:: RECORDED DATA ::

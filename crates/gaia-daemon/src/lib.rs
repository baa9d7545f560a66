//! The Gaia daemon: lifecycle state machine, mTLS listener, and the admin
//! and client RPC services.
//!
//! # Security model
//!
//! - The listener requires and verifies a client certificate chained to the
//!   Gaia root CA; a connection without one never reaches an RPC.
//! - The client service attributes every call to the subject CN of the
//!   peer certificate. The admin service accepts client names in request
//!   bodies, because operators act across clients; admin authority is the
//!   operator certificate's CN by convention.
//! - The master key and the CA private key live in memory only while the
//!   daemon is unlocked, and are zeroized on lock and teardown.
//!
//! # Modules
//!
//! - [`config`] — layered TOML/env configuration.
//! - [`daemon`] — the state machine and listener lifetime.
//! - [`identity`] — peer certificate CN extraction.
//! - [`service`] — the two tonic service implementations.
//! - [`logging`] — audit log subscriber setup.

pub mod config;
pub mod daemon;
pub mod identity;
pub mod logging;
pub mod service;

pub use config::DaemonConfig;
pub use daemon::Daemon;
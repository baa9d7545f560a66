//! The administrative service.
//!
//! Admins operate across clients, so requests carry explicit client names.
//! `GetStatus` and `Stop` are always available; `Unlock` applies only in
//! the locked state; everything else requires the unlocked state, enforced
//! by the daemon.

use std::sync::Arc;

use gaia_proto::v1::*;
use tonic::Request;
use tonic::Response;
use tonic::Status;
use tonic::Streaming;
use tracing::debug;

use crate::daemon::Daemon;
use crate::service::error_to_status;

/// `GaiaAdmin` implementation.
pub struct AdminService {
    daemon: Arc<Daemon>,
}

impl AdminService {
    /// Bind the service to its daemon.
    pub fn new(daemon: Arc<Daemon>) -> Self {
        Self { daemon }
    }
}

#[tonic::async_trait]
impl gaia_admin_server::GaiaAdmin for AdminService {
    async fn get_status(&self, _request: Request<GetStatusRequest>) -> Result<Response<GetStatusResponse>, Status> {
        let status = self.daemon.status().await;
        Ok(Response::new(GetStatusResponse {
            status: status.as_str().to_string(),
        }))
    }

    async fn stop(&self, _request: Request<StopRequest>) -> Result<Response<StopResponse>, Status> {
        debug!("stop requested over RPC");
        self.daemon.stop();
        Ok(Response::new(StopResponse { success: true }))
    }

    async fn unlock(&self, request: Request<UnlockRequest>) -> Result<Response<UnlockResponse>, Status> {
        let req = request.into_inner();
        self.daemon.unlock(&req.passphrase).await.map_err(error_to_status)?;
        Ok(Response::new(UnlockResponse { success: true }))
    }

    async fn lock(&self, _request: Request<LockRequest>) -> Result<Response<LockResponse>, Status> {
        self.daemon.lock().await;
        Ok(Response::new(LockResponse { success: true }))
    }

    async fn register_client(
        &self,
        request: Request<RegisterClientRequest>,
    ) -> Result<Response<RegisterClientResponse>, Status> {
        let req = request.into_inner();
        debug!(client_name = %req.client_name, "register client request");

        let (certificate, private_key) = self.daemon.register_client(&req.client_name).await.map_err(error_to_status)?;
        Ok(Response::new(RegisterClientResponse {
            certificate,
            private_key,
        }))
    }

    async fn list_clients(&self, _request: Request<ListClientsRequest>) -> Result<Response<ListClientsResponse>, Status> {
        let clients = self.daemon.list_clients().await.map_err(error_to_status)?;
        Ok(Response::new(ListClientsResponse {
            clients: clients
                .into_iter()
                .map(|c| ClientInfo {
                    name: c.name,
                    time_created: c.created_at,
                })
                .collect(),
        }))
    }

    async fn revoke_client(
        &self,
        request: Request<RevokeClientRequest>,
    ) -> Result<Response<RevokeClientResponse>, Status> {
        let req = request.into_inner();
        debug!(client_name = %req.client_name, "revoke client request");

        self.daemon.revoke_client(&req.client_name).await.map_err(error_to_status)?;
        Ok(Response::new(RevokeClientResponse { success: true }))
    }

    async fn add_secret(&self, request: Request<AddSecretRequest>) -> Result<Response<AddSecretResponse>, Status> {
        let req = request.into_inner();
        self.daemon
            .add_secret(&req.client_name, &req.namespace, &req.id, &req.value)
            .await
            .map_err(error_to_status)?;
        Ok(Response::new(AddSecretResponse {
            success: true,
            message: "secret added".to_string(),
        }))
    }

    async fn delete_secret(
        &self,
        request: Request<DeleteSecretRequest>,
    ) -> Result<Response<DeleteSecretResponse>, Status> {
        let req = request.into_inner();
        self.daemon
            .delete_secret(&req.client_name, &req.namespace, &req.id)
            .await
            .map_err(error_to_status)?;
        Ok(Response::new(DeleteSecretResponse { success: true }))
    }

    async fn list_secrets(&self, request: Request<ListSecretsRequest>) -> Result<Response<ListSecretsResponse>, Status> {
        let req = request.into_inner();
        let all = self.daemon.list_secrets(&req.client_name).await.map_err(error_to_status)?;
        Ok(Response::new(ListSecretsResponse {
            namespaces: to_namespace_secrets(all),
        }))
    }

    async fn list_namespaces(
        &self,
        request: Request<ListNamespacesRequest>,
    ) -> Result<Response<ListNamespacesResponse>, Status> {
        let req = request.into_inner();
        let namespaces = self.daemon.list_namespaces(&req.client_name).await.map_err(error_to_status)?;
        Ok(Response::new(ListNamespacesResponse { namespaces }))
    }

    async fn import_secrets(
        &self,
        request: Request<Streaming<ImportSecretsRequest>>,
    ) -> Result<Response<ImportSecretsResponse>, Status> {
        let mut stream = request.into_inner();

        let first = stream
            .message()
            .await?
            .ok_or_else(|| Status::invalid_argument("import stream closed before the configuration frame"))?;
        let overwrite = match first.payload {
            Some(import_secrets_request::Payload::Config(config)) => config.overwrite,
            _ => return Err(Status::invalid_argument("the first frame must be the import configuration")),
        };

        let mut items = Vec::new();
        while let Some(frame) = stream.message().await? {
            match frame.payload {
                Some(import_secrets_request::Payload::Item(item)) => {
                    items.push(gaia_secrets::ImportItem {
                        client: item.client_name,
                        namespace: item.namespace,
                        id: item.id,
                        value: item.value,
                    });
                }
                Some(import_secrets_request::Payload::Config(_)) => {
                    return Err(Status::invalid_argument("the configuration may only be the first frame"));
                }
                None => return Err(Status::invalid_argument("empty import frame")),
            }
        }

        let imported = self.daemon.import_secrets(&items, overwrite).await.map_err(error_to_status)?;
        Ok(Response::new(ImportSecretsResponse {
            secrets_imported: imported as u32,
            message: "secrets imported".to_string(),
        }))
    }
}

/// Flatten the nested map into the wire shape, preserving order.
pub(crate) fn to_namespace_secrets(
    all: std::collections::BTreeMap<String, std::collections::BTreeMap<String, String>>,
) -> Vec<NamespaceSecrets> {
    all.into_iter()
        .map(|(name, secrets)| NamespaceSecrets {
            name,
            secrets: secrets.into_iter().map(|(id, value)| Secret { id, value }).collect(),
        })
        .collect()
}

:::

## ASSIGNMENT
Begin at the line above that has "only while the" and stop after the line that has "use tonic::Status;", copying each line exactly and adding nothing else.

## RESPONSE BELOW
//! - The master key and the CA private key live in memory only while the
//!   daemon is unlocked, and are zeroized on lock and teardown.
//!
//! # Modules
//!
//! - [`config`] — layered TOML/env configuration.
//! - [`daemon`] — the state machine and listener lifetime.
//! - [`identity`] — peer certificate CN extraction.
//! - [`service`] — the two tonic service implementations.
//! - [`logging`] — audit log subscriber setup.

pub mod config;
pub mod daemon;
pub mod identity;
pub mod logging;
pub mod service;

pub use config::DaemonConfig;
pub use daemon::Daemon;
repository baa9d7545f560a66
//! The administrative service.
//!
//! Admins operate across clients, so requests carry explicit client names.
//! `GetStatus` and `Stop` are always available; `Unlock` applies only in
//! the locked state; everything else requires the unlocked state, enforced
//! by the daemon.

use std::sync::Arc;

use gaia_proto::v1::*;
use tonic::Request;
use tonic::Response;
use tonic::Status;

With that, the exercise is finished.